All worldly learning and practice do not transcend the six sense-consciousnesses. They are all entangled fabrications of the deluded cognition of eye, ear, nose, tongue, body, and mind, forming these various structures and systems—like a fool talking in his sleep, pitiable and laughable. Marx was the most penetrating among those who made their craft within the six sense-consciousnesses. That he was still trapped within the six consciousnesses without knowing it is truly not his fault. Among philosophers East and West, one who surpasses him cannot be found in all of antiquity and the present.

Marx was not a Marxist—this is a great truth for all ages. Most people in the world cling to Marx's fragmentary words to either praise or condemn him—but do they truly know Marx? Marx, working within the six sense-consciousnesses, brought their enterprise to its grand consummation—he exhausted the ultimate limit of all worldly six-consciousness enterprise. Without one who thoroughly masters the learning and practice of all ages, East and West, how could anyone examine him?
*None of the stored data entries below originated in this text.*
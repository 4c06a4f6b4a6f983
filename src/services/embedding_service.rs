use async_trait::async_trait;
use reqwest::StatusCode;
use secrecy::{ExposeSecret, SecretString};
use serde::{Deserialize, Serialize};

use crate::{config::Config, errors::ProviderError};

/// Turns text into a dense vector.
#[async_trait]
pub trait Embedder: Send + Sync {
    async fn embed(&self, text: &str) -> Result<Vec<f32>, ProviderError>;
}

/// Embedder backed by an OpenAI-compatible `/embeddings` endpoint.
pub struct OpenAiEmbedder {
    client: reqwest::Client,
    endpoint: String,
    api_key: SecretString,
    model: String,
}

#[derive(Debug, Serialize)]
struct EmbeddingRequest<'a> {
    model: &'a str,
    input: &'a str,
}

#[derive(Debug, Deserialize)]
struct EmbeddingResponse {
    data: Vec<EmbeddingData>,
}

#[derive(Debug, Deserialize)]
struct EmbeddingData {
    embedding: Vec<f32>,
}

impl OpenAiEmbedder {
    pub fn new(config: &Config) -> Self {
        Self {
            client: reqwest::Client::new(),
            endpoint: embeddings_endpoint(&config.openai_api_base),
            api_key: config.openai_api_key.clone(),
            model: config.embedding_model.clone(),
        }
    }
}

fn embeddings_endpoint(api_base: &str) -> String {
    format!("{}/embeddings", api_base.trim_end_matches('/'))
}

fn first_embedding(response: EmbeddingResponse) -> Result<Vec<f32>, ProviderError> {
    response
        .data
        .into_iter()
        .next()
        .map(|d| d.embedding)
        .filter(|embedding| !embedding.is_empty())
        .ok_or_else(|| ProviderError::InvalidResponse("response contained no embedding".to_string()))
}

#[async_trait]
impl Embedder for OpenAiEmbedder {
    async fn embed(&self, text: &str) -> Result<Vec<f32>, ProviderError> {
        let response = self
            .client
            .post(&self.endpoint)
            .bearer_auth(self.api_key.expose_secret())
            .json(&EmbeddingRequest {
                model: &self.model,
                input: text,
            })
            .send()
            .await?;

        let status = response.status();
        if status == StatusCode::TOO_MANY_REQUESTS {
            return Err(ProviderError::RateLimit);
        }
        if !status.is_success() {
            let message = response
                .text()
                .await
                .unwrap_or_else(|_| "Could not read response body".to_string());
            return Err(ProviderError::Api {
                status: status.as_u16(),
                message,
            });
        }

        let body: EmbeddingResponse = response
            .json()
            .await
            .map_err(|e| ProviderError::InvalidResponse(e.to_string()))?;

        first_embedding(body)
    }
}
use actix_cors::Cors;
use actix_web::{middleware::Logger, web, App, HttpServer};

use quizzify_server::{
    app_state::AppState, config::Config, handlers, middleware::RequestIdMiddleware,
};

#[actix_web::main]
async fn main() -> std::io::Result<()> {
    dotenvy::dotenv().ok();
    env_logger::init_from_env(env_logger::Env::default().default_filter_or("info"));

    let config = Config::from_env();
    if !cfg!(debug_assertions) {
        config.validate_for_production();
    }

    let bind = (config.web_server_host.clone(), config.web_server_port);
    let state = AppState::new(config);

    log::info!("Starting HTTP server on {}:{}", bind.0, bind.1);

    HttpServer::new(move || {
        App::new()
            .app_data(web::Data::new(state.clone()))
            .wrap(RequestIdMiddleware)
            .wrap(Logger::default())
            .wrap(Cors::permissive())
            .configure(handlers::configure)
    })
    .bind(bind)?
    .run()
    .await
}
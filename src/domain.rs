//! The help tree model and its flattening into display rows.

mod node;
pub use node::{HelpGroup, HelpNode, Node, ShapeError};

/// Depth-first flattening of the help tree.
pub mod flatten;
pub use flatten::{FlattenedEntry, flatten, flatten_root, resolve};
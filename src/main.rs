//! Prints the EVE bot's help tree.

use clap::Parser;

mod cli;

fn main() -> anyhow::Result<()> {
    cli::Cli::parse().run()
}
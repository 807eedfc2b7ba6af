mod document;
pub use document::{DEFAULT_ROOT, HelpDocument, LoadError};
Even Lenin was not of his caliber, let alone the rest.

Humans cannot escape the attachment to self. Within the six consciousnesses, one must find something to cling to—be it the Dao, be it Principle, be it God, be it Truth, be it Law, be it Freedom, be it Self, be it Brahman, be it Subject, be it Mind, be it Dasein, be it Being, be it the World, be it Praxis—and so forth. To cling to one thing necessarily entails something opposed to it. Those who cling to God have the flock of rescued sheep as counterpart; those who cling to Truth have Falsehood as counterpart; those who cling to Subject have Object as counterpart. From antiquity to the present, East and West, it has always been thus.

Western learning arose from Greece onwards, and the division between subject and object is one of its great foundations. Theory, as related to its etymological root, pertains to contemplation. Contemplation is inseparable from the contemplating subject and the contemplated object. Throughout the ages, many fools have proposed the unity or merging of subject and object, truly not understanding that both subject and object are fabrications of deluded cognition entangled together. To seek unity within illusion—what fools indeed! The separation of subject and object, the unity of subject and object—all are seeking illusion within illusion. To cling to these and quarrel over them is truly pitiable.

The Great Learning says: "When you know where to stop, you have stability. With stability comes tranquility. With tranquility comes peace. With peace comes deliberation. With deliberation comes attainment." This is actually connected to Western contemplation. The Chinese love to claim superiority, all saying that Chinese learning has gongfu (realized practice), which Westerners cannot fathom. Yet whether one has gongfu or not, it is all dead labor—seeking illusion within illusion, fruitlessly grasping at emptiness.

(To be continued)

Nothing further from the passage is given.